Enxurrada no Acre causa transtornos e preocupa autoridades
Um intenso temporal atingiu as cidades de Brasiléia, Epitaciolândia e Xapuri, no interior do estado do Acre, nesta quinta-feira (16), provocando alagamentos significativos em residências e comércios. Segundo dados da Defesa Civil de Brasiléia, o volume pluviométrico ultrapassou a marca de 200 milímetros em apenas quatro horas, configurando um dos maiores registros de precipitação na história recente da região.
Brasiléia em alerta com ruas tomadas pela água
Em Brasiléia, a Rua do Areal foi completamente inundada, obrigando a interrupção do tráfego veicular. Vídeos compartilhados por moradores mostram a água invadindo vias públicas e adentrando propriedades residenciais. O coordenador da Defesa Civil municipal, Francisco Andrade Lima, destacou a gravidade da situação: "Essa é uma das maiores chuvas já registradas em Brasiléia e o tempo continua fechado com previsão de mais chuvas. A água adentrou várias casas mas já está baixando, embora o rio esteja bem abaixo, o que nos preocupa são as enxurradas".

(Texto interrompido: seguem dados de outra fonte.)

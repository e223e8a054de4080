//! Sweep driver and single-conversion entry points.
//!
//! ## Why sequential?
//!
//! Each conversion can hold several GB of OCR and layout models in memory
//! and run for minutes. Running presets one after another bounds peak memory
//! and CPU, and keeps "preset 4 of 11, ~6m left" honest for whoever is
//! watching. Presets therefore run strictly in list order, one at a time,
//! and the report follows the same order.
//!
//! ## Failure isolation
//!
//! Anything that goes wrong inside one preset (invalid options, the service
//! failing, a file that cannot be written) becomes that preset's
//! [`RunResult`] with `success = false`; the sweep carries on. Only problems
//! that make the whole sweep meaningless are returned as `Err`: an invalid
//! preset list or report name, a document that cannot be resolved, an output
//! directory that cannot be created, or a report that cannot be written.

use crate::config::SweepConfig;
use crate::converter::DocumentConverter;
use crate::error::{ConfigError, SweepError};
use crate::export::{output_stem, save_outputs};
use crate::input::{resolve_document, DocumentSource};
use crate::options::ConversionParams;
use crate::output::{average_of, OutputPaths, RunResult, SweepSummary};
use crate::presets::{validate_name, Preset};
use crate::progress::SweepProgress;
use crate::report::Report;
use std::path::Path;
use std::time::Instant;
use tracing::{debug, info, warn};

Até o momento da última atualização, não houve necessidade de remoção de moradores de suas residências em Brasiléia. No entanto, os estragos são visíveis, incluindo a formação de uma cratera em uma das vias afetadas. Em cenas dramáticas, pais foram flagrados carregando crianças nas costas para evitar que fossem arrastadas pela correnteza.
Prefeito avalia novo decreto de emergência
O prefeito de Brasiléia, Carlos Armando Alves, conhecido como Carlinhos do Pelado, esteve presente no bairro Alberto Castro, uma das áreas mais impactadas. Ele supervisionou os trabalhos das equipes municipais, que atuam na retirada de entulhos e lixos para desobstruir bueiros e sistemas de drenagem.

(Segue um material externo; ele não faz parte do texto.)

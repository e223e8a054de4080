//! Picture-description prompts.
//!
//! Centralising the prompts keeps the built-in presets and the Option
//! Builder's fallback in one place, and lets tests compare against them
//! without copying strings around.

/// Prompt used when captioning is enabled but no prompt was given.
pub const DEFAULT_PICTURE_PROMPT: &str = "Describe this image in a few sentences.";

/// Prompt used by the caption-only presets.
pub const TECHNICAL_PICTURE_PROMPT: &str = "Provide a detailed technical description of this image, \
including any charts, diagrams, or visual elements.";

/// Prompt used when captioning is combined with OCR.
pub const OCR_PICTURE_PROMPT: &str = "Describe this image in detail, focusing on technical \
content, charts, and any textual elements.";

O gestor municipal expressou preocupação com a repetição do cenário crítico: "É uma chuva que não estávamos esperando, sobretudo, por ainda estarmos saindo de um decreto de emergência de uma enxurrada que houve entre janeiro e fevereiro, quando a chuva derrubou mais de 30 pontes na zona rural, contudo, vendo todo esse estrago agora, possivelmente a gente vai decretar estado de emergência mais uma vez".
Vale ressaltar que em 29 de janeiro, a Prefeitura de Brasiléia já havia decretado situação de emergência devido às fortes chuvas que assolaram a região, demonstrando a vulnerabilidade climática recorrente.
Xapuri também registra alagamentos significativos
Na cidade de Xapuri, o coordenador da Defesa Civil, sargento Marcelo Negreiros, informou que nas últimas quatro horas choveu aproximadamente 80 milímetros. Para todo o mês de abril, a expectativa do órgão era de 150 milímetros de precipitação, indicando que uma parcela substancial já foi alcançada em um curto período.
Negreiros explicou que dois pontos registraram ocorrências: o centro da cidade e o bairro Pantanal. "Fizemos o monitoramento e vimos que os moradores acabaram subindo os móveis, pois já sabem que são águas que não se elevam tanto", afirmou. Até o momento, não houve solicitações para retirada de moradores em Xapuri.
O locutor Ricardo Farias, de 57 anos e morador da região, relatou que cerca de 30 casas ficaram alagadas na Rua Major Salinas, no centro do município. "Foi muita chuva principalmente na parte baixa da cidade. Moro perto de uma torre e os raios atingiram muito a região, acabou a energia e fiquei sem internet", destacou ele, ilustrando os transtornos cotidianos causados pelo temporal.
Impactos e perspectivas para a região
Os alagamentos no Alto Acre evidenciam os desafios enfrentados por municípios brasileiros diante de eventos climáticos extremos. As enxurradas não apenas causam danos materiais imediatos, mas também interrompem a rotina dos cidadãos, afetando mobilidade urbana, serviços essenciais e a sensação de segurança.
A atuação coordenada entre Defesa Civil, prefeituras e comunidade se mostra crucial para mitigar os efeitos dessas intempéries. A possibilidade de um novo decreto de emergência em Brasiléia reforça a necessidade de investimentos contínuos em infraestrutura de drenagem e prevenção de desastres naturais.
Enquanto as águas começam a baixar, a população permanece atenta às previsões meteorológicas, que indicam a continuidade de chuvas na região. A resiliência dos acreanos será testada mais uma vez, com a esperança de que os danos sejam minimizados e a normalidade restabelecida o mais breve possível.